#metabrainz

/

      • monkey is a bit late, please don't call me first :)
      • yvanzo
        monkey: not sure the meeting will take place as usual since MeB websites are down.
      • monkey
        Oop, thanks
      • Freso
        <BANG>
      • It’s World Vegan Monday!
      • I’ve received
      • alastairp: Go!
      • alastairp says…
      • """
      • Today is a holiday, so I'm not around. Last week I spent most of my time attending a kubernetes training course at MTG. I also reviewed some LB PRs.
      • """
      • Others up for reviews: yvanzo, bitmap, monkey, ruaok, lucifer, zas, akshat, reosarevok, CatQuest, Freso – as aye, let me know if you too want to give a review and you’re not listed here! :)
      • monkey: Go!
      • ;)
      • Nah. yvanzo, go! :)
      • yvanzo
        Hi!
      • Freso
        Oh. Uh.
      • Yeah.
      • zas
        Freso: not the right time for me....
      • Freso
        Go focus on sites.
      • ruaok
      • BrainzBot
        LB-992: Too many LB full dumps on FTP site
      • lucifer
        👍
      • yvanzo
        I mostly reviewed PRs and looked into improving docker server configs
      • Freso
        bitmap and anyone else in the US/North America/Turtle Island: note that next week’s meeting will be an hour different again (back to normal time) if you’re in an area that (stops) observing DST. :)
      • Take care of yourselves out there. :)
      • </BANG>
      • Possibly shortest meeting ever? :p
      • yvanzo
        Thanks everyone :)
      • monkey
        Just catching up with the drama.
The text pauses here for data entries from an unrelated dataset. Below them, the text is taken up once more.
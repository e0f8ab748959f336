//! B1: independent validation of generated content
//!
//! The validator never fails: provider errors and unparseable output both
//! collapse into a conservative fallback verdict that asks for manual review.

use std::collections::HashMap;
use std::sync::Arc;

use chrono::{DateTime, Utc};
use futures_util::future::join_all;
use serde::{Deserialize, Serialize};
use serde_json::Value;
use tracing::{debug, warn};

use crate::clients::{ChatProvider, ChatRequest, TokenUsage};
use crate::config::ValidatorConfig;
use crate::generator::{ContentType, render_context};
use crate::prompts::{PromptRegistry, VALIDATION_PROMPT_ID};
use crate::utils::{clamp_percent, extract_json, number_value, weighted_average};

/// Score assigned when the validator cannot produce a verdict
pub const FALLBACK_CONFIDENCE: f64 = 70.0;
/// Below this (and below the approval threshold) content is rejected outright
pub const REJECTION_FLOOR: f64 = 60.0;
pub const FALLBACK_ISSUE: &str = "Automated validation unavailable; manual review required";

#[derive(Debug, Clone, Copy, PartialEq, Eq, Hash, Serialize, Deserialize)]
#[serde(rename_all = "snake_case")]
pub enum ValidationStatus {
    Approved,
    NeedsRevision,
    Rejected,
}

impl ValidationStatus {
    pub fn from_confidence(confidence: f64, threshold: f64) -> Self {
        if confidence >= threshold {
            ValidationStatus::Approved
        } else if confidence >= REJECTION_FLOOR {
            ValidationStatus::NeedsRevision
        } else {
            ValidationStatus::Rejected
        }
    }

    fn parse(raw: &str) -> Option<Self> {
        let normalized = raw.trim().to_lowercase().replace(['-', ' '], "_");
        match normalized.as_str() {
            "approved" | "approve" | "pass" | "passed" | "accepted" => Some(Self::Approved),
            "needs_revision" | "revise" | "revision" | "needs_review" | "needs_changes" => {
                Some(Self::NeedsRevision)
            }
            "rejected" | "reject" | "fail" | "failed" => Some(Self::Rejected),
            _ => None,
        }
    }

    pub fn as_str(&self) -> &'static str {
        match self {
            Self::Approved => "approved",
            Self::NeedsRevision => "needs_revision",
            Self::Rejected => "rejected",
        }
    }
}

impl std::fmt::Display for ValidationStatus {
    fn fmt(&self, f: &mut std::fmt::Formatter<'_>) -> std::fmt::Result {
        f.write_str(self.as_str())
    }
}

#[derive(Debug, Clone, Copy, PartialEq, Eq, PartialOrd, Ord, Hash, Serialize, Deserialize)]
#[serde(rename_all = "lowercase")]
pub enum IssueSeverity {
    Low,
    Medium,
    High,
    Critical,
}

impl IssueSeverity {
    fn parse(raw: &str) -> Self {
        match raw.trim().to_lowercase().as_str() {
            "low" | "minor" | "info" => Self::Low,
            "high" | "major" => Self::High,
            "critical" | "blocker" | "severe" => Self::Critical,
            _ => Self::Medium,
        }
    }
}

#[derive(Debug, Clone, Copy, PartialEq, Eq, Hash, Serialize, Deserialize)]
#[serde(rename_all = "lowercase")]
pub enum IssueCategory {
    Accuracy,
    Bias,
    Clarity,
    Consistency,
    Compliance,
    Other,
}

impl IssueCategory {
    fn parse(raw: &str) -> Self {
        match raw.trim().to_lowercase().as_str() {
            "accuracy" | "factual" => Self::Accuracy,
            "bias" | "fairness" => Self::Bias,
            "clarity" | "readability" => Self::Clarity,
            "consistency" => Self::Consistency,
            "compliance" | "policy" => Self::Compliance,
            _ => Self::Other,
        }
    }

    pub fn as_str(&self) -> &'static str {
        match self {
            Self::Accuracy => "accuracy",
            Self::Bias => "bias",
            Self::Clarity => "clarity",
            Self::Consistency => "consistency",
            Self::Compliance => "compliance",
            Self::Other => "other",
        }
    }
}

#[derive(Debug, Clone, PartialEq, Serialize, Deserialize)]
pub struct Issue {
    pub severity: IssueSeverity,
    pub category: IssueCategory,
    pub description: String,
    #[serde(default, skip_serializing_if = "Option::is_none")]
    pub suggestion: Option<String>,
    #[serde(default, skip_serializing_if = "Option::is_none")]
    pub location: Option<String>,
}

/// Per-dimension scores, each in [0, 100]
#[derive(Debug, Clone, Copy, PartialEq, Serialize, Deserialize)]
pub struct ValidationDetails {
    pub accuracy: f64,
    pub bias: f64,
    pub clarity: f64,
    pub consistency: f64,
    pub compliance: f64,
}

impl ValidationDetails {
    pub const DIMENSIONS: [&'static str; 5] =
        ["accuracy", "bias", "clarity", "consistency", "compliance"];

    pub fn uniform(score: f64) -> Self {
        let s = clamp_percent(score);
        Self {
            accuracy: s,
            bias: s,
            clarity: s,
            consistency: s,
            compliance: s,
        }
    }

    pub fn values(&self) -> [f64; 5] {
        [
            self.accuracy,
            self.bias,
            self.clarity,
            self.consistency,
            self.compliance,
        ]
    }

    pub fn mean(&self) -> f64 {
        self.values().iter().sum::<f64>() / 5.0
    }
}

#[derive(Debug, Clone, Serialize, Deserialize)]
pub struct ValidationRequest {
    pub content: String,
    pub content_type: ContentType,
    #[serde(default)]
    pub context: Value,
    #[serde(default)]
    pub node_id: Option<String>,
}

#[derive(Debug, Clone, Serialize, Deserialize)]
pub struct ValidationResponse {
    #[serde(default, skip_serializing_if = "Option::is_none")]
    pub node_id: Option<String>,
    /// Overall score in [0, 100]
    pub confidence: f64,
    pub status: ValidationStatus,
    pub details: ValidationDetails,
    pub issues: Vec<Issue>,
    pub suggestions: Vec<String>,
    /// True when this is the conservative default, not a model verdict
    pub fallback: bool,
    pub provider: String,
    pub model: String,
    pub usage: TokenUsage,
    pub validated_at: DateTime<Utc>,
}

impl ValidationResponse {
    pub fn fallback(node_id: Option<String>, provider: &str, model: &str) -> Self {
        Self {
            node_id,
            confidence: FALLBACK_CONFIDENCE,
            status: ValidationStatus::NeedsRevision,
            details: ValidationDetails::uniform(FALLBACK_CONFIDENCE),
            issues: vec![Issue {
                severity: IssueSeverity::High,
                category: IssueCategory::Other,
                description: FALLBACK_ISSUE.to_string(),
                suggestion: Some("Route this content to a human reviewer".to_string()),
                location: None,
            }],
            suggestions: Vec::new(),
            fallback: true,
            provider: provider.to_string(),
            model: model.to_string(),
            usage: TokenUsage::default(),
            validated_at: Utc::now(),
        }
    }

    /// Overall score on the [0, 1] scale
    pub fn score(&self) -> f64 {
        self.confidence / 100.0
    }

    /// Feedback lines suitable for a revision prompt
    pub fn feedback(&self) -> Vec<String> {
        let mut lines: Vec<String> = self
            .issues
            .iter()
            .filter(|i| i.description != FALLBACK_ISSUE)
            .map(|i| match &i.suggestion {
                Some(s) if !s.trim().is_empty() => {
                    format!("[{}] {} Suggestion: {}", i.category.as_str(), i.description, s)
                }
                _ => format!("[{}] {}", i.category.as_str(), i.description),
            })
            .collect();
        lines.extend(
            self.suggestions
                .iter()
                .filter(|s| !s.trim().is_empty())
                .cloned(),
        );
        lines
    }

    /// Combine per-node verdicts using node weights
    ///
    /// Confidence and dimensions are weighted means. Status is approved only
    /// when every node is approved and rejected when any node is rejected.
    pub fn aggregate(parts: &[(ValidationResponse, f64)]) -> Option<Self> {
        let (first, _) = parts.first()?;
        let status = if parts.iter().any(|(r, _)| r.status == ValidationStatus::Rejected) {
            ValidationStatus::Rejected
        } else if parts.iter().all(|(r, _)| r.status == ValidationStatus::Approved) {
            ValidationStatus::Approved
        } else {
            ValidationStatus::NeedsRevision
        };

        let mut issues = Vec::new();
        let mut suggestions: Vec<String> = Vec::new();
        let mut usage = TokenUsage::default();
        for (r, _) in parts {
            for issue in &r.issues {
                let mut issue = issue.clone();
                if issue.location.is_none() {
                    issue.location = r.node_id.clone();
                }
                issues.push(issue);
            }
            for s in &r.suggestions {
                if !suggestions.contains(s) {
                    suggestions.push(s.clone());
                }
            }
            usage.add(&r.usage);
        }

        Some(Self {
            node_id: None,
            confidence: clamp_percent(blend(parts, |r| r.confidence)),
            status,
            details: ValidationDetails {
                accuracy: clamp_percent(blend(parts, |r| r.details.accuracy)),
                bias: clamp_percent(blend(parts, |r| r.details.bias)),
                clarity: clamp_percent(blend(parts, |r| r.details.clarity)),
                consistency: clamp_percent(blend(parts, |r| r.details.consistency)),
                compliance: clamp_percent(blend(parts, |r| r.details.compliance)),
            },
            issues,
            suggestions,
            fallback: parts.iter().any(|(r, _)| r.fallback),
            provider: first.provider.clone(),
            model: first.model.clone(),
            usage,
            validated_at: Utc::now(),
        })
    }
}

fn blend(parts: &[(ValidationResponse, f64)], f: impl Fn(&ValidationResponse) -> f64) -> f64 {
    weighted_average(parts.iter().map(|(r, w)| (f(r), *w)))
}

/// Verdict fields recovered from model output, already clamped
#[derive(Debug, Clone, PartialEq)]
pub struct ParsedVerdict {
    pub confidence: f64,
    pub status: ValidationStatus,
    pub details: ValidationDetails,
    pub issues: Vec<Issue>,
    pub suggestions: Vec<String>,
}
Anything I can help with?
      • ruaok
        send chocolate?
      • CatQuest
        I only have nonstop?
      • but i mean i can send that
      • rdswift
        <ruaok> send chocolate? Or chill the beer for when this is resolved.
      • ruaok
        zas: lets regroup. what else have we learned?
      • zas
        the problem is concerning https only (apparently, perhaps we need to ensure that)
      • load on gateways is higher than usual, we don't know if it's the cause or the consequence yet
      • ruaok
        do we have any other indicators of abnormal behaviour right before the outage?
      • zas
        it started when I switched floating IP to herb, but it can be due to another event at the same time
      • ruaok
        the CAA one is the only one I've seen.
      • do you know exactly when you did that?
      • zas
        to me, everything was fine before the switch
      • 01/11/21 04:32 pm CET
      • according to hetzner robot web service log
      • ruaok
        the CAA load spike was in progress at 4:26pm CET.
      • zas
        hmmm
      • ruaok
        perhaps the switch just made everything worse.
      • lucifer
      • this is a different error from before and happens immidiately
      • ruaok
        kepstin: ping
      • kepstin
        hola
      • ruaok
        kepstin: hey.
      • kepstin
        i've read a bit of the backlog, but i don't really have any insight as to what's going wrong :/
      • ruaok
        have you been following along? I think you could be really helpful to us.
      • ah.
      • what are your go to think to check when a server is overloaded?
      • what would you do and look at?
      • ruaok is trying to get ideas for things to do next
      • zas: we have redirects from HTTP -> HTTPS in place for a lot of things.
      • what if we turned them off and told people via twitter/blog to use HTTP for the time being?
      • kepstin
        well, narrow down the specific thing that's overloaded - where is the error page being generated, which component is it failing to connect to?
      • i did mention about the http/2 thing earlier, dunno if you saw that?
      • ruaok
        kepstin: it appears that all our HTTP traffic is totally fine and snappy.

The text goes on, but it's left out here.